Le 11 mars 2002, lors de la table-ronde qui réunissait au ministère délégué aux Personnes Handicapées hauts-fonctionnaires, individus et associations, une femme très déterminée s’est fait entendre : Monique Marestin.

A l’aube de la cinquantaine, Monique est plus remontée que jamais : elle était à la pointe du combat mené par des grands handicapés dépendants, prête à engager une grève de la faim, afin d’obtenir le financement de leurs aides à domicile. Sa vie, Monique la vit assise depuis l’âge de cinq ans, du fait d’une amyotrophie spinale d’origine indéterminée. Elle voulait étudier, « j’ai toujours aimé la lecture » précise- t- elle, « malgré une dyslexie qui me gène encore », mais l’accès à l’école lui a été refusé à douze ans et c’est par l’enseignement à distance qu’elle a acquis les diplômes qui lui ont permis de devenir enseignante.

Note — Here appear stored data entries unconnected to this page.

use chrono::{DateTime, Utc};
use std::fmt;
use std::str::FromStr;
use thiserror::Error;

use crate::engine::Amount;

#[derive(Error, Debug, Clone, PartialEq, Eq)]
pub enum ValidationError {
    #[error("Invalid counterparty {0:?}: digits only")]
    Counterparty(String),

    #[error("Invalid amount {0}: must be positive")]
    NonPositiveAmount(Amount),
}

/// Phone-number-like identifier a transaction is recorded against.
/// Only ever holds one or more ASCII digits; no other normalization is applied.
#[derive(Debug, Clone, PartialEq, Eq, Hash, PartialOrd, Ord)]
pub struct Counterparty(String);

impl Counterparty {
    pub fn parse(s: &str) -> Result<Self, ValidationError> {
        if !s.is_empty() && s.chars().all(|c| c.is_ascii_digit()) {
            Ok(Counterparty(s.to_owned()))
        } else {
            Err(ValidationError::Counterparty(s.to_owned()))
        }
    }

    pub fn as_str(&self) -> &str {
        &self.0
    }
}

impl FromStr for Counterparty {
    type Err = ValidationError;

    fn from_str(s: &str) -> Result<Self, Self::Err> {
        Counterparty::parse(s)
    }
}

impl fmt::Display for Counterparty {
    fn fmt(&self, f: &mut fmt::Formatter<'_>) -> fmt::Result {
        f.write_str(&self.0)
    }
}

/// A stored money-transfer notification. Never mutated once written.
#[derive(Debug, Clone, PartialEq, Eq)]
pub struct Transaction {
    pub id: i64,
    pub counterparty: Counterparty,
    pub amount: Amount,
    pub details: Option<String>,
    /// Business timestamp, used for window filtering.
    pub occurred_at: DateTime<Utc>,
    /// Write-order timestamp, strictly increasing across appends.
    pub recorded_at: DateTime<Utc>,
}

#[cfg(test)]
mod tests {
    use super::{Counterparty, ValidationError};

    #[test]
    fn test_that_digit_strings_are_valid_counterparties() {
        for input in ["0", "9876543210", "0000000000", "919649210000"] {
            let counterparty = Counterparty::parse(input).unwrap();
            assert_eq!(counterparty.as_str(), input);
            assert_eq!(counterparty.to_string(), input);
        }
    }

    #[test]
    fn test_that_non_digit_counterparties_are_rejected() {
        for input in ["", "+919876543210", "98765 43210", "98a", "-1", "١٢٣"] {
            assert_eq!(
                input.parse::<Counterparty>(),
                Err(ValidationError::Counterparty(input.to_owned()))
            );
        }
    }
}
//! Thin command layer between a messaging transport and the ledger.

mod command;
mod transport;

pub use command::{Dispatcher, TIP};
pub use transport::{ConsoleTransport, Transport, run};

use crate::engine::Counterparty;

/// Sender name the console transport uses for untagged lines.
pub const DEFAULT_OPERATOR: &str = "operator";

/// Settings that shape the bot's replies.
#[derive(Debug, Clone, PartialEq, Eq)]
pub struct BotConfig {
    /// Name shown to counterparties as the sender of money and bills.
    pub sender_name: String,
    /// Printed in front of every amount.
    pub currency: String,
    /// Senders whose commands are handled. Everyone else is ignored; an
    /// empty list ignores everyone.
    pub allowed_senders: Vec<String>,
}

impl BotConfig {
    pub fn allows(&self, sender: &str) -> bool {
        self.allowed_senders.iter().any(|allowed| allowed == sender)
    }
}

impl Default for BotConfig {
    fn default() -> Self {
        BotConfig {
            sender_name: "Ledger Bot".to_owned(),
            currency: "₹".to_owned(),
            allowed_senders: vec![DEFAULT_OPERATOR.to_owned()],
        }
    }
}

/// A command as it arrived, with the address it came from.
#[derive(Debug, Clone, PartialEq, Eq)]
pub struct Inbound {
    pub sender: String,
    pub text: String,
}

impl Inbound {
    pub fn new(sender: impl Into<String>, text: impl Into<String>) -> Self {
        Inbound {
            sender: sender.into(),
            text: text.into(),
        }
    }
}

#[derive(Debug, Clone, PartialEq, Eq)]
pub enum Recipient {
    /// Whoever issued the command. Replaced by [`Recipient::Sender`] before delivery.
    Operator,
    Sender(String),
    Counterparty(Counterparty),
}

#[derive(Debug, Clone, PartialEq, Eq)]
pub struct Outbound {
    pub to: Recipient,
    pub text: String,
}

impl Outbound {
    pub fn operator(text: impl Into<String>) -> Self {
        Outbound {
            to: Recipient::Operator,
            text: text.into(),
        }
    }

    pub fn to(counterparty: Counterparty, text: impl Into<String>) -> Self {
        Outbound {
            to: Recipient::Counterparty(counterparty),
            text: text.into(),
        }
    }
}

#[cfg(test)]
mod tests {
    use super::{BotConfig, DEFAULT_OPERATOR};

    #[test]
    fn test_that_only_listed_senders_are_allowed() {
        let config = BotConfig::default();
        assert!(config.allows(DEFAULT_OPERATOR));
        assert!(!config.allows("919999999999"));
        assert!(!config.allows(""));

        let nobody = BotConfig {
            allowed_senders: vec![],
            ..BotConfig::default()
        };
        assert!(!nobody.allows(DEFAULT_OPERATOR));
    }
}
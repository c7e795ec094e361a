use chrono::{DateTime, SecondsFormat, Utc};
use serde::{Deserialize, Serialize};
use std::io::Write;
use std::str::FromStr;

use crate::engine::ledger::LedgerError;
use crate::engine::{Amount, Counterparty, Transaction};

/// Format stored in the `date` and `created_at` columns.
/// Fixed width, so text order in SQLite is chronological order.
pub fn to_column(at: &DateTime<Utc>) -> String {
    at.to_rfc3339_opts(SecondsFormat::Millis, true)
}

pub fn from_column(id: i64, column: &str, value: &str) -> Result<DateTime<Utc>, LedgerError> {
    DateTime::parse_from_rfc3339(value)
        .map(|at| at.with_timezone(&Utc))
        .map_err(|e| LedgerError::Corrupt {
            id,
            reason: format!("{column}={value:?}: {e}"),
        })
}

/// One row of the `transactions` table as SQLite hands it back.
#[derive(Debug, Clone)]
pub struct StoredRow {
    pub id: i64,
    pub phone_number: String,
    pub amount: String,
    pub details: Option<String>,
    pub date: String,
    pub created_at: String,
}

pub const SELECT_COLUMNS: &str = "id, phone_number, amount, details, date, created_at";

impl StoredRow {
    pub fn from_row(row: &rusqlite::Row<'_>) -> rusqlite::Result<Self> {
        Ok(StoredRow {
            id: row.get(0)?,
            phone_number: row.get(1)?,
            amount: row.get(2)?,
            details: row.get(3)?,
            date: row.get(4)?,
            created_at: row.get(5)?,
        })
    }

    pub fn to_transaction(&self) -> Result<Transaction, LedgerError> {
        let corrupt = |reason: String| LedgerError::Corrupt {
            id: self.id,
            reason,
        };

        let counterparty =
            Counterparty::parse(&self.phone_number).map_err(|e| corrupt(e.to_string()))?;
        let amount = Amount::from_str(&self.amount).map_err(|e| corrupt(e.to_string()))?;
        if !amount.is_positive() {
            Err(corrupt(format!("non-positive amount {amount}")))?
        }

        Ok(Transaction {
            id: self.id,
            counterparty,
            amount,
            details: self.details.clone(),
            occurred_at: from_column(self.id, "date", &self.date)?,
            recorded_at: from_column(self.id, "created_at", &self.created_at)?,
        })
    }
}

/// CSV shape of an exported transaction, same columns as the table.
#[derive(Serialize, Deserialize, Debug, Clone, PartialEq, Eq, PartialOrd, Ord)]
pub struct ExportRecord {
    pub id: i64,
    pub phone_number: String,
    pub amount: String,
    pub details: Option<String>,
    pub date: String,
    pub created_at: String,
}

impl From<&Transaction> for ExportRecord {
    fn from(tx: &Transaction) -> Self {
        ExportRecord {
            id: tx.id,
            phone_number: tx.counterparty.to_string(),
            amount: tx.amount.to_string(),
            details: tx.details.clone(),
            date: to_column(&tx.occurred_at),
            created_at: to_column(&tx.recorded_at),
        }
    }
}

pub fn write_csv<W: Write>(writer: W, transactions: &[Transaction]) -> Result<(), csv::Error> {
    let mut wtr = csv::Writer::from_writer(writer);

    log::debug!("Starting export of {} transactions", transactions.len());
    for tx in transactions {
        wtr.serialize(ExportRecord::from(tx))?;
    }

    log::debug!("Export done -> Flushing");
    wtr.flush()?;

    Ok(())
}

#[cfg(test)]
mod tests {
    use super::{StoredRow, to_column};
    use crate::engine::ledger::LedgerError;
    use chrono::{TimeZone, Utc};

    fn row() -> StoredRow {
        StoredRow {
            id: 7,
            phone_number: "9876543210".into(),
            amount: "500".into(),
            details: Some("grocery".into()),
            date: "2025-02-01T00:00:00.000Z".into(),
            created_at: "2025-02-01T00:00:00.001Z".into(),
        }
    }

    #[test]
    fn test_that_column_format_is_fixed_width_millis() {
        let at = Utc.with_ymd_and_hms(2025, 2, 1, 0, 0, 0).unwrap();
        assert_eq!(to_column(&at), "2025-02-01T00:00:00.000Z");
    }

    #[test]
    fn test_that_valid_row_decodes() {
        let tx = row().to_transaction().unwrap();
        assert_eq!(tx.id, 7);
        assert_eq!(tx.amount.to_string(), "500");
        assert_eq!(tx.details.as_deref(), Some("grocery"));
        assert_eq!(to_column(&tx.recorded_at), "2025-02-01T00:00:00.001Z");
    }

    #[test]
    fn test_that_bad_rows_are_reported_as_corrupt() {
        let mut bad_date = row();
        bad_date.date = "yesterday".into();
        assert!(matches!(
            bad_date.to_transaction(),
            Err(LedgerError::Corrupt { id: 7, .. })
        ));

        let mut bad_amount = row();
        bad_amount.amount = "-5".into();
        assert!(matches!(
            bad_amount.to_transaction(),
            Err(LedgerError::Corrupt { id: 7, .. })
        ));

        let mut bad_phone = row();
        bad_phone.phone_number = "abc".into();
        assert!(matches!(
            bad_phone.to_transaction(),
            Err(LedgerError::Corrupt { id: 7, .. })
        ));
    }
}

Sa vocation a failli être condamnée deux fois. La première, à cause de ce grand « ponte » de la médecine qui lui prédit que sa maladie ne lui permettra pas de dépasser l’âge de vingt ans. Monique s’amuse, fait la fête avec une bande de copains rencontrés à l’APF de Pau, ville dans laquelle elle vient de s’installer, parce qu’elle va bientôt disparaître, elle est en classe de première: « j’avais un peu perdu la tête, ça a failli foutre en l’air mon parcours professionnel ». La seconde fois où sa vocation a été mise en danger est le fait de l’Éducation Nationale qui n’autorise pas les personnes porteuses d’une maladie d’origine génétique et évolutive à présenter le concours du Capes. Monique sera maître auxiliaire, une situation insatisfaisante en rapport à son travail, à sa volonté et à ses besoins.

Parce que vivre de manière indépendante lorsque l’on est totalement paralysé est un luxe qu’il faut pouvoir se payer et pour cela Monique Marestin a beaucoup travaillé. Après avoir quitté le giron familial, elle crée un cours privé, destiné à faire bûcher les indispensables mathématiques aux jeunes palois, et travaille beaucoup, ce qui contribue à détériorer son état de santé. Dans le même temps, elle milite pour l’amélioration des conditions de vie des personnes handicapées dépendantes pour combattre ce principe en vertu duquel « plus on est handicapé, moins on est aidé ».

Son action conduit à la réalisation d’un film, « Station debout pénible », exposant les conditions de la vie quotidienne de plusieurs personnes handicapées dépendantes. Les conseillers généraux décideront, après l’avoir vu, de déplafonner l’allocation compensatrice pour tierce personne : dans les Pyrénées-Atlantiques, il est possible depuis deux ans aux grands handicapés moteurs, dont les déficiences ont une origine génétique, de percevoir jusqu’à 1.830 euros d’ACTP par mois.

Monique a le coeur à gauche et tient à le proclamer ; c’est probablement pour cela qu’elle a des mots si durs envers les ministres du gouvernement Jospin, et les hauts-fonctionnaires de l’État: ceux qui participaient à la réunion du 11 mars 2002 furent piégés à deux reprises, incapables d’indiquer quelle part du SMIC représente l’allocation adulte handicapé, ni même l’excédent pour lequel les bénéficiaires de cette allocation sont privés de la Couverture Médicale Universelle. Mais Monique n’a pas eu l’honneur d’en discuter de vive voix avec la ministre de l’Emploi et de la Solidarité, qui n’a pas répondu favorablement aux multiples demandes de rendez-vous formulées ces trois dernières années.

Malgré l’accord du 11 mars, Monique demeure vigilante. Elle veut vivre pleinement et prépare l’arrivée prochaine de son enfant, une fillette d’origine africaine âgée de sept ans qu’elle va adopter afin de la sortir d’une vie de misère. Une adoption simple, au sens juridique du terme, parce que les services sociaux refusent à une femme handicapée, et dont les actes ordinaires de la vie sont effectués par des aides à domicile, la possibilité de devenir mère. Monique Marestin se définit comme « atypique »; ses combats le prouvent chaque jour.

Laurent Lejard, avril 2002.

PS : Monique Marestin est décédée en janvier 2005.